WHAT YOU SHOULD DO -> Only the lines from the start of the data through the one containing "pub fn has_stencil(self)" belong in your answer; return them exactly.

****************************************

//! Pixel/vertex formats and fixed-function state enums.
//!
//! These mirror the Metal enumerations the translation layer targets. Only
//! the values the DX11 frontend can produce are modeled.

use bitflags::bitflags;

/// Texture and attachment pixel formats.
#[derive(Debug, Clone, Copy, PartialEq, Eq, Hash, Default)]
pub enum PixelFormat {
    /// No attachment bound.
    #[default]
    Invalid,
    /// 8-bit unsigned normalized red.
    R8Unorm,
    /// 16-bit float red.
    R16Float,
    /// 32-bit float red.
    R32Float,
    /// 8-bit unsigned normalized red/green.
    Rg8Unorm,
    /// 8-bit unsigned normalized RGBA.
    Rgba8Unorm,
    /// 8-bit sRGB RGBA.
    Rgba8UnormSrgb,
    /// 8-bit unsigned normalized BGRA (the usual swapchain format).
    Bgra8Unorm,
    /// 8-bit sRGB BGRA.
    Bgra8UnormSrgb,
    /// 10/10/10/2 unsigned normalized.
    Rgb10A2Unorm,
    /// 16-bit float RGBA.
    Rgba16Float,
    /// 32-bit float RGBA.
    Rgba32Float,
    /// 32-bit float depth.
    Depth32Float,
    /// 32-bit float depth with 8-bit stencil.
    Depth32FloatStencil8,
    /// 8-bit stencil.
    Stencil8,
}

impl PixelFormat {
    /// Returns `true` for formats with a depth aspect.
    pub fn has_depth(self) -> bool {
        matches!(self, PixelFormat::Depth32Float | PixelFormat::Depth32FloatStencil8)
    }

    /// Returns `true` for formats with a stencil aspect.
    pub fn has_stencil(self) -> bool {
        matches!(self, PixelFormat::Depth32FloatStencil8 | PixelFormat::Stencil8)
    }
}

/// Vertex attribute formats.
#[derive(Debug, Clone, Copy, PartialEq, Eq, Hash)]
pub enum VertexFormat {
    /// One 32-bit float.
    Float,
    /// Two 32-bit floats.
    Float2,
    /// Three 32-bit floats.
    Float3,
    /// Four 32-bit floats.
    Float4,
    /// Two 16-bit floats.
    Half2,
    /// Four 16-bit floats.
    Half4,
    /// Four unsigned normalized bytes.
    UChar4Normalized,
    /// Four unsigned bytes.
    UChar4,
    /// One unsigned 32-bit integer.
    UInt,
    /// Two unsigned 32-bit integers.
    UInt2,
    /// Four unsigned 32-bit integers.
    UInt4,
    /// One signed 32-bit integer.
    Int,
    /// Four signed 32-bit integers.
    Int4,
    /// Two signed 16-bit integers, normalized.
    Short2Normalized,
    /// Four signed 16-bit integers, normalized.
    Short4Normalized,
}

/// Primitive topologies.
#[derive(Debug, Clone, Copy, PartialEq, Eq, Hash, Default)]
pub enum PrimitiveType {
    /// Point list.
    Point,
    /// Line list.
    Line,
    /// Line strip.
    LineStrip,
    /// Triangle list.
    #[default]
    Triangle,
    /// Triangle strip.
    TriangleStrip,
}

/// Index element types.
#[derive(Debug, Clone, Copy, PartialEq, Eq, Hash)]
pub enum IndexType {
    /// 16-bit indices.
    UInt16,
    /// 32-bit indices.
    UInt32,
}

impl IndexType {
    /// Byte size of one index element.
    pub fn stride(self) -> usize {
        match self {
            IndexType::UInt16 => 2,
            IndexType::UInt32 => 4,
        }
    }
}

/// Face culling modes.
#[derive(Debug, Clone, Copy, PartialEq, Eq, Hash, Default)]
pub enum CullMode {
    /// Cull nothing.
    #[default]
    None,
    /// Cull front faces.
    Front,
    /// Cull back faces.
    Back,
}

/// Front-facing winding order.
#[derive(Debug, Clone, Copy, PartialEq, Eq, Hash, Default)]
pub enum Winding {
    /// Clockwise front faces (the D3D default).
    #[default]
    Clockwise,
    /// Counter-clockwise front faces.
    CounterClockwise,
}

/// Triangle fill modes.
#[derive(Debug, Clone, Copy, PartialEq, Eq, Hash, Default)]
pub enum TriangleFillMode {
    /// Solid fill.
    #[default]
    Fill,
    /// Wireframe.
    Lines,
}

/// Depth clip vs clamp behavior.
#[derive(Debug, Clone, Copy, PartialEq, Eq, Hash, Default)]
pub enum DepthClipMode {
    /// Clip fragments outside the depth range.
    #[default]
    Clip,
    /// Clamp depth instead of clipping (requires device support).
    Clamp,
}

/// Attachment load actions.
#[derive(Debug, Clone, Copy, PartialEq, Eq, Hash, Default)]
pub enum LoadAction {
    /// Contents are undefined at the start of the pass.
    #[default]
    DontCare,
    /// Preserve the previous contents.
    Load,
    /// Clear to the attachment's clear value.
    Clear,
}

/// Attachment store actions.
#[derive(Debug, Clone, Copy, PartialEq, Eq, Hash, Default)]
pub enum StoreAction {
    /// Contents are discarded at the end of the pass.
    DontCare,
    /// Write results back to the attachment.
    #[default]
    Store,
}

/// Visibility result (occlusion query) accumulation modes.
#[derive(Debug, Clone, Copy, PartialEq, Eq, Hash, Default)]
pub enum VisibilityResultMode {
    /// No visibility counting.
    #[default]
    Disabled,
    /// Accumulate passing sample counts.
    Counting,
}

/// Comparison functions for depth/stencil tests and samplers.
#[derive(Debug, Clone, Copy, PartialEq, Eq, Hash, Default)]
pub enum CompareFunction {
    /// Never passes.
    Never,
    /// Passes when incoming < stored.
    Less,
    /// Passes when equal.
    Equal,
    /// Passes when incoming <= stored.
    LessEqual,
    /// Passes when incoming > stored.
    Greater,
    /// Passes when not equal.
    NotEqual,
    /// Passes when incoming >= stored.
    GreaterEqual,
    /// Always passes.
    #[default]
    Always,
}

/// Stencil operations.
#[derive(Debug, Clone, Copy, PartialEq, Eq, Hash, Default)]
pub enum StencilOperation {
    /// Keep the stored value.
    #[default]
    Keep,
    /// Zero the stored value.
    Zero,
    /// Replace with the reference value.
    Replace,
    /// Increment and clamp.
    IncrementClamp,
    /// Decrement and clamp.
    DecrementClamp,
    /// Bitwise invert.
    Invert,
    /// Increment with wrap.
    IncrementWrap,
    /// Decrement with wrap.
    DecrementWrap,
}

/// Blend factors.
#[derive(Debug, Clone, Copy, PartialEq, Eq, Hash, Default)]
pub enum BlendFactor {
    /// 0.
    Zero,
    /// 1.
    #[default]
    One,
    /// Source color.
    SourceColor,
    /// 1 - source color.
    OneMinusSourceColor,
    /// Source alpha.
    SourceAlpha,
    /// 1 - source alpha.
    OneMinusSourceAlpha,
    /// Destination color.
    DestinationColor,
    /// 1 - destination color.
    OneMinusDestinationColor,
    /// Destination alpha.
    DestinationAlpha,
    /// 1 - destination alpha.
    OneMinusDestinationAlpha,
    /// Constant blend color.
    BlendColor,
    /// 1 - constant blend color.
    OneMinusBlendColor,
    /// min(source alpha, 1 - destination alpha).
    SourceAlphaSaturated,
}

/// Blend operations.
#[derive(Debug, Clone, Copy, PartialEq, Eq, Hash, Default)]
pub enum BlendOperation {
    /// src + dst.
    #[default]
    Add,
    /// src - dst.
    Subtract,
    /// dst - src.
    ReverseSubtract,
    /// min(src, dst).
    Min,
    /// max(src, dst).
    Max,
}

bitflags! {
    /// Per-attachment color channel write mask.
    #[derive(Debug, Clone, Copy, PartialEq, Eq, Hash)]
    pub struct ColorWriteMask: u8 {
        /// Red channel.
        const RED = 1 << 0;
        /// Green channel.
        const GREEN = 1 << 1;
        /// Blue channel.
        const BLUE = 1 << 2;
        /// Alpha channel.
        const ALPHA = 1 << 3;
    }
}

impl Default for ColorWriteMask {
    fn default() -> Self {
        ColorWriteMask::all()
    }
}

/// Sampler minification/magnification filters.
#[derive(Debug, Clone, Copy, PartialEq, Eq, Hash, Default)]
pub enum SamplerFilter {
    /// Nearest-neighbor.
    #[default]
    Nearest,
    /// Linear interpolation.
    Linear,
}

/// Sampler mip filters.
#[derive(Debug, Clone, Copy, PartialEq, Eq, Hash, Default)]
pub enum SamplerMipFilter {
    /// No mipmapping.
    #[default]
    NotMipmapped,
    /// Nearest mip level.
    Nearest,
    /// Linear between mip levels.
    Linear,
}

/// Sampler addressing modes.
#[derive(Debug, Clone, Copy, PartialEq, Eq, Hash, Default)]
pub enum SamplerAddressMode {
    /// Clamp to edge texels.
    #[default]
    ClampToEdge,
    /// Repeat.
    Repeat,
    /// Mirrored repeat.
    MirrorRepeat,
    /// Clamp to border color.
    ClampToBorderColor,
}

/// Buffer/texture storage modes.
#[derive(Debug, Clone, Copy, PartialEq, Eq, Hash, Default)]
pub enum StorageMode {
    /// CPU/GPU shared memory.
    #[default]
    Shared,
    /// Driver-synchronized memory.
    Managed,
    /// GPU-only memory.
    Private,
}

/// An RGBA clear color.
#[derive(Debug, Clone, Copy, PartialEq, Default)]
pub struct ClearColor {
    /// Red.
    pub red: f64,
    /// Green.
    pub green: f64,
    /// Blue.
    pub blue: f64,
    /// Alpha.
    pub alpha: f64,
}

/// A viewport in framebuffer coordinates.
#[derive(Debug, Clone, Copy, PartialEq, Default)]
pub struct Viewport {
    /// Left edge.
    pub x: f64,
    /// Top edge.
    pub y: f64,
    /// Width.
    pub width: f64,
    /// Height.
    pub height: f64,
    /// Near depth range.
    pub znear: f64,
    /// Far depth range.
    pub zfar: f64,
}

/// A scissor rectangle in framebuffer coordinates.
#[derive(Debug, Clone, Copy, PartialEq, Eq, Default)]
pub struct ScissorRect {
    /// Left edge.
    pub x: u32,
    /// Top edge.
    pub y: u32,
    /// Width.
    pub width: u32,
    /// Height.
    pub height: u32,
}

****************************************

ANSWER TO THIS TASK ->
//! Pixel/vertex formats and fixed-function state enums.
//!
//! These mirror the Metal enumerations the translation layer targets. Only
//! the values the DX11 frontend can produce are modeled.

use bitflags::bitflags;

/// Texture and attachment pixel formats.
#[derive(Debug, Clone, Copy, PartialEq, Eq, Hash, Default)]
pub enum PixelFormat {
    /// No attachment bound.
    #[default]
    Invalid,
    /// 8-bit unsigned normalized red.
    R8Unorm,
    /// 16-bit float red.
    R16Float,
    /// 32-bit float red.
    R32Float,
    /// 8-bit unsigned normalized red/green.
    Rg8Unorm,
    /// 8-bit unsigned normalized RGBA.
    Rgba8Unorm,
    /// 8-bit sRGB RGBA.
    Rgba8UnormSrgb,
    /// 8-bit unsigned normalized BGRA (the usual swapchain format).
    Bgra8Unorm,
    /// 8-bit sRGB BGRA.
    Bgra8UnormSrgb,
    /// 10/10/10/2 unsigned normalized.
    Rgb10A2Unorm,
    /// 16-bit float RGBA.
    Rgba16Float,
    /// 32-bit float RGBA.
    Rgba32Float,
    /// 32-bit float depth.
    Depth32Float,
    /// 32-bit float depth with 8-bit stencil.
    Depth32FloatStencil8,
    /// 8-bit stencil.
    Stencil8,
}

impl PixelFormat {
    /// Returns `true` for formats with a depth aspect.
    pub fn has_depth(self) -> bool {
        matches!(self, PixelFormat::Depth32Float | PixelFormat::Depth32FloatStencil8)
    }

    /// Returns `true` for formats with a stencil aspect.
    pub fn has_stencil(self) -> bool {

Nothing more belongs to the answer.